How to complete this task:
Go through the lines below and retype each one exactly.

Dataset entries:

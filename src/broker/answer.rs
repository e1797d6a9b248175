//! Request/reply demultiplexing.
//!
//! Each answer topic gets exactly one consumer per broker instance. That
//! consumer acknowledges every record it reads and hands it to the waiter
//! registered under the record's correlation id. Answers nobody waits for
//! are discarded.

use std::collections::HashMap;
use std::sync::{Arc, Mutex};
use std::time::Duration;

use tokio::sync::{oneshot, watch};
use tokio::task::JoinHandle;

use super::lock_ignore_poison;
use crate::codec::CodecPtr;
use crate::{
    // ---
    log_debug,
    BackendPtr,
    CorrelationId,
    Error,
    MessageEnvelope,
    RecordStreamBox,
    ReporterPtr,
    Result,
};

/// Waiters of one answer topic, keyed by correlation id.
pub(super) struct PendingAnswers {
    // ---
    waiters: HashMap<CorrelationId, oneshot::Sender<MessageEnvelope>>,
}

impl PendingAnswers {
    // ---

    pub fn new() -> Self {
        Self {
            waiters: HashMap::new(),
        }
    }

    /// Register interest in `correlation_id`.
    ///
    /// Returns `None` if somebody already waits for the same id.
    pub fn register(
        &mut self,
        correlation_id: CorrelationId,
    ) -> Option<oneshot::Receiver<MessageEnvelope>> {
        // ---
        if self.waiters.contains_key(&correlation_id) {
            return None;
        }
        let (tx, rx) = oneshot::channel();
        self.waiters.insert(correlation_id, tx);
        Some(rx)
    }

    /// Deliver an answer. Returns false when no waiter was registered.
    pub fn complete(&mut self, correlation_id: &CorrelationId, answer: MessageEnvelope) -> bool {
        // ---
        match self.waiters.remove(correlation_id) {
            // The receiver may already be gone after a timeout.
            Some(tx) => tx.send(answer).is_ok(),
            None => false,
        }
    }

    pub fn remove(&mut self, correlation_id: &CorrelationId) -> bool {
        self.waiters.remove(correlation_id).is_some()
    }

    /// Drop every waiter; their `wait()` fails immediately.
    pub fn clear(&mut self) {
        self.waiters.clear();
    }

    #[cfg(test)]
    pub fn len(&self) -> usize {
        self.waiters.len()
    }
}

pub(super) type SharedPending = Arc<Mutex<PendingAnswers>>;

/// A registered interest in one answer.
///
/// Obtained from [`Broker::expect_answer`](crate::Broker::expect_answer)
/// before the request is published, so an answer arriving quickly cannot be
/// missed. Dropping the waiter withdraws the registration.
pub struct AnswerWaiter {
    topic: String,
    correlation_id: CorrelationId,
    rx: oneshot::Receiver<MessageEnvelope>,
    pending: SharedPending,
}

impl std::fmt::Debug for AnswerWaiter {
    fn fmt(&self, f: &mut std::fmt::Formatter<'_>) -> std::fmt::Result {
        f.debug_struct("AnswerWaiter")
            .field("topic", &self.topic)
            .field("correlation_id", &self.correlation_id)
            .finish_non_exhaustive()
    }
}

impl AnswerWaiter {
    pub(super) fn new(
        topic: String,
        correlation_id: CorrelationId,
        rx: oneshot::Receiver<MessageEnvelope>,
        pending: SharedPending,
    ) -> Self {
        Self {
            topic,
            correlation_id,
            rx,
            pending,
        }
    }

    pub fn topic(&self) -> &str {
        &self.topic
    }

    pub fn correlation_id(&self) -> &CorrelationId {
        &self.correlation_id
    }

    /// Block until the answer arrives or `max_delay` elapses.
    ///
    /// # Errors
    ///
    /// - [`Error::Timeout`] when no matching answer arrived in time
    /// - [`Error::InvalidState`] when the broker closed while waiting
    pub async fn wait(mut self, max_delay: Duration) -> Result<MessageEnvelope> {
        // ---
        match tokio::time::timeout(max_delay, &mut self.rx).await {
            Ok(Ok(answer)) => Ok(answer),
            Ok(Err(_)) => Err(Error::InvalidState(format!(
                "answer route for {} closed while waiting for {}",
                self.topic, self.correlation_id
            ))),
            Err(_) => Err(Error::Timeout {
                topic: self.topic.clone(),
                correlation_id: self.correlation_id.to_string(),
                waited: max_delay,
            }),
        }
    }
}

impl Drop for AnswerWaiter {
    fn drop(&mut self) {
        lock_ignore_poison(&self.pending).remove(&self.correlation_id);
    }
}

/// Running consumer of one answer topic.
pub(super) struct AnswerRoute {
    pub pending: SharedPending,
    shutdown: watch::Sender<bool>,
    task: JoinHandle<()>,
}

impl AnswerRoute {
    /// Spawn the dispatch task over an already opened stream.
    pub fn spawn(
        topic: String,
        stream: RecordStreamBox,
        backend: BackendPtr,
        codec: CodecPtr,
        reporter: ReporterPtr,
    ) -> Self {
        // ---
        let pending: SharedPending = Arc::new(Mutex::new(PendingAnswers::new()));
        let (shutdown, shutdown_rx) = watch::channel(false);

        let task = tokio::spawn(dispatch_answers(
            topic,
            stream,
            backend,
            codec,
            reporter,
            pending.clone(),
            shutdown_rx,
        ));

        Self {
            pending,
            shutdown,
            task,
        }
    }

    /// Stop the dispatch task and fail every outstanding waiter.
    pub async fn shutdown(self) {
        // ---
        let _ = self.shutdown.send(true);
        let _ = self.task.await;
        lock_ignore_poison(&self.pending).clear();
    }
}

async fn dispatch_answers(
    topic: String,
    mut stream: RecordStreamBox,
    backend: BackendPtr,
    codec: CodecPtr,
    reporter: ReporterPtr,
    pending: SharedPending,
    mut shutdown: watch::Receiver<bool>,
) {
    // ---
    log_debug!("answer route started for {topic}");

    loop {
        if *shutdown.borrow() {
            break;
        }

        let next = tokio::select! {
            changed = shutdown.changed() => {
                if changed.is_err() {
                    break;
                }
                continue;
            }
            next = stream.next() => next,
        };

        let record = match next {
            None => break,
            Some(Ok(record)) => record,
            Some(Err(err)) => {
                reporter.log_warning(&format!("answer consumer on {topic}: {err}"));
                continue;
            }
        };

        // Answers are read once whatever their fate.
        if let Err(err) = backend.ack(&record).await {
            reporter.log_warning(&format!("failed to ack answer on {topic}: {err}"));
        }

        let envelope = match MessageEnvelope::decode(codec.as_ref(), record.payload) {
            Ok(envelope) => envelope,
            Err(err) => {
                reporter.log_warning(&format!("skipping undecodable answer on {topic}: {err}"));
                continue;
            }
        };

        let Some(correlation_id) = envelope.correlation_id().cloned() else {
            log_debug!("answer without correlation id on {topic}, discarded");
            continue;
        };

        let delivered = lock_ignore_poison(&pending).complete(&correlation_id, envelope);
        if !delivered {
            log_debug!("no waiter for answer {correlation_id} on {topic}, discarded");
        }
    }

    lock_ignore_poison(&pending).clear();
    log_debug!("answer route stopped for {topic}");
}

Output of the task:
filename src/broker/answer.rs
repository e1797d6a9b248175
//! Request/reply demultiplexing.
//!
//! Each answer topic gets exactly one consumer per broker instance. That
//! consumer acknowledges every record it reads and hands it to the waiter
//! registered under the record's correlation id. Answers nobody waits for
//! are discarded.

use std::collections::HashMap;
use std::sync::{Arc, Mutex};
use std::time::Duration;

use tokio::sync::{oneshot, watch};
use tokio::task::JoinHandle;

use super::lock_ignore_poison;
use crate::codec::CodecPtr;
use crate::{
    // ---
    log_debug,
    BackendPtr,
    CorrelationId,
    Error,
    MessageEnvelope,
    RecordStreamBox,
    ReporterPtr,
    Result,
};

/// Waiters of one answer topic, keyed by correlation id.
pub(super) struct PendingAnswers {
    // ---
    waiters: HashMap<CorrelationId, oneshot::Sender<MessageEnvelope>>,
}

impl PendingAnswers {
    // ---

    pub fn new() -> Self {
        Self {
            waiters: HashMap::new(),
        }
    }

    /// Register interest in `correlation_id`.
    ///
    /// Returns `None` if somebody already waits for the same id.
    pub fn register(
        &mut self,
        correlation_id: CorrelationId,
    ) -> Option<oneshot::Receiver<MessageEnvelope>> {
        // ---
        if self.waiters.contains_key(&correlation_id) {
            return None;
        }
        let (tx, rx) = oneshot::channel();
        self.waiters.insert(correlation_id, tx);
        Some(rx)
    }

    /// Deliver an answer. Returns false when no waiter was registered.
    pub fn complete(&mut self, correlation_id: &CorrelationId, answer: MessageEnvelope) -> bool {
        // ---
        match self.waiters.remove(correlation_id) {
            // The receiver may already be gone after a timeout.
            Some(tx) => tx.send(answer).is_ok(),
            None => false,
        }
    }

    pub fn remove(&mut self, correlation_id: &CorrelationId) -> bool {
        self.waiters.remove(correlation_id).is_some()
    }

    /// Drop every waiter; their `wait()` fails immediately.
    pub fn clear(&mut self) {
        self.waiters.clear();
    }

    #[cfg(test)]
    pub fn len(&self) -> usize {
        self.waiters.len()
    }
}

pub(super) type SharedPending = Arc<Mutex<PendingAnswers>>;

/// A registered interest in one answer.
///
/// Obtained from [`Broker::expect_answer`](crate::Broker::expect_answer)
/// before the request is published, so an answer arriving quickly cannot be
/// missed. Dropping the waiter withdraws the registration.
pub struct AnswerWaiter {
    topic: String,
    correlation_id: CorrelationId,
    rx: oneshot::Receiver<MessageEnvelope>,
    pending: SharedPending,
}

impl std::fmt::Debug for AnswerWaiter {
    fn fmt(&self, f: &mut std::fmt::Formatter<'_>) -> std::fmt::Result {
        f.debug_struct("AnswerWaiter")
            .field("topic", &self.topic)
            .field("correlation_id", &self.correlation_id)
            .finish_non_exhaustive()
    }
}

impl AnswerWaiter {
    pub(super) fn new(
        topic: String,
        correlation_id: CorrelationId,
        rx: oneshot::Receiver<MessageEnvelope>,
        pending: SharedPending,
    ) -> Self {
        Self {
            topic,
            correlation_id,
            rx,
            pending,
        }
    }

    pub fn topic(&self) -> &str {
        &self.topic
    }

    pub fn correlation_id(&self) -> &CorrelationId {
        &self.correlation_id
    }

    /// Block until the answer arrives or `max_delay` elapses.
    ///
    /// # Errors
    ///
    /// - [`Error::Timeout`] when no matching answer arrived in time
    /// - [`Error::InvalidState`] when the broker closed while waiting
    pub async fn wait(mut self, max_delay: Duration) -> Result<MessageEnvelope> {
        // ---
        match tokio::time::timeout(max_delay, &mut self.rx).await {
            Ok(Ok(answer)) => Ok(answer),
            Ok(Err(_)) => Err(Error::InvalidState(format!(
                "answer route for {} closed while waiting for {}",
                self.topic, self.correlation_id
            ))),
            Err(_) => Err(Error::Timeout {
                topic: self.topic.clone(),
                correlation_id: self.correlation_id.to_string(),
                waited: max_delay,
            }),
        }
    }
}

impl Drop for AnswerWaiter {
    fn drop(&mut self) {
        lock_ignore_poison(&self.pending).remove(&self.correlation_id);
    }
}

/// Running consumer of one answer topic.
pub(super) struct AnswerRoute {
    pub pending: SharedPending,
    shutdown: watch::Sender<bool>,
    task: JoinHandle<()>,
}

impl AnswerRoute {
    /// Spawn the dispatch task over an already opened stream.
    pub fn spawn(
        topic: String,
        stream: RecordStreamBox,
        backend: BackendPtr,
        codec: CodecPtr,
        reporter: ReporterPtr,
    ) -> Self {
        // ---
        let pending: SharedPending = Arc::new(Mutex::new(PendingAnswers::new()));
        let (shutdown, shutdown_rx) = watch::channel(false);

        let task = tokio::spawn(dispatch_answers(
            topic,
            stream,
            backend,
            codec,
            reporter,
            pending.clone(),
            shutdown_rx,
        ));

        Self {
            pending,
            shutdown,
            task,
        }
    }

    /// Stop the dispatch task and fail every outstanding waiter.
    pub async fn shutdown(self) {
        // ---
        let _ = self.shutdown.send(true);
        let _ = self.task.await;
        lock_ignore_poison(&self.pending).clear();
    }
}

async fn dispatch_answers(
    topic: String,
    mut stream: RecordStreamBox,
    backend: BackendPtr,
    codec: CodecPtr,
    reporter: ReporterPtr,
    pending: SharedPending,
    mut shutdown: watch::Receiver<bool>,
) {
    // ---
    log_debug!("answer route started for {topic}");

    loop {
        if *shutdown.borrow() {
            break;
        }

        let next = tokio::select! {
            changed = shutdown.changed() => {
                if changed.is_err() {
                    break;
                }
                continue;
            }
            next = stream.next() => next,
        };

        let record = match next {
            None => break,
            Some(Ok(record)) => record,
            Some(Err(err)) => {
                reporter.log_warning(&format!("answer consumer on {topic}: {err}"));
                continue;
            }
        };

        // Answers are read once whatever their fate.
        if let Err(err) = backend.ack(&record).await {
            reporter.log_warning(&format!("failed to ack answer on {topic}: {err}"));
        }

        let envelope = match MessageEnvelope::decode(codec.as_ref(), record.payload) {
            Ok(envelope) => envelope,
            Err(err) => {
                reporter.log_warning(&format!("skipping undecodable answer on {topic}: {err}"));
                continue;
            }
        };

        let Some(correlation_id) = envelope.correlation_id().cloned() else {
            log_debug!("answer without correlation id on {topic}, discarded");
            continue;
        };

        let delivered = lock_ignore_poison(&pending).complete(&correlation_id, envelope);
        if !delivered {
            log_debug!("no waiter for answer {correlation_id} on {topic}, discarded");
        }
    }

    lock_ignore_poison(&pending).clear();
    log_debug!("answer route stopped for {topic}");
}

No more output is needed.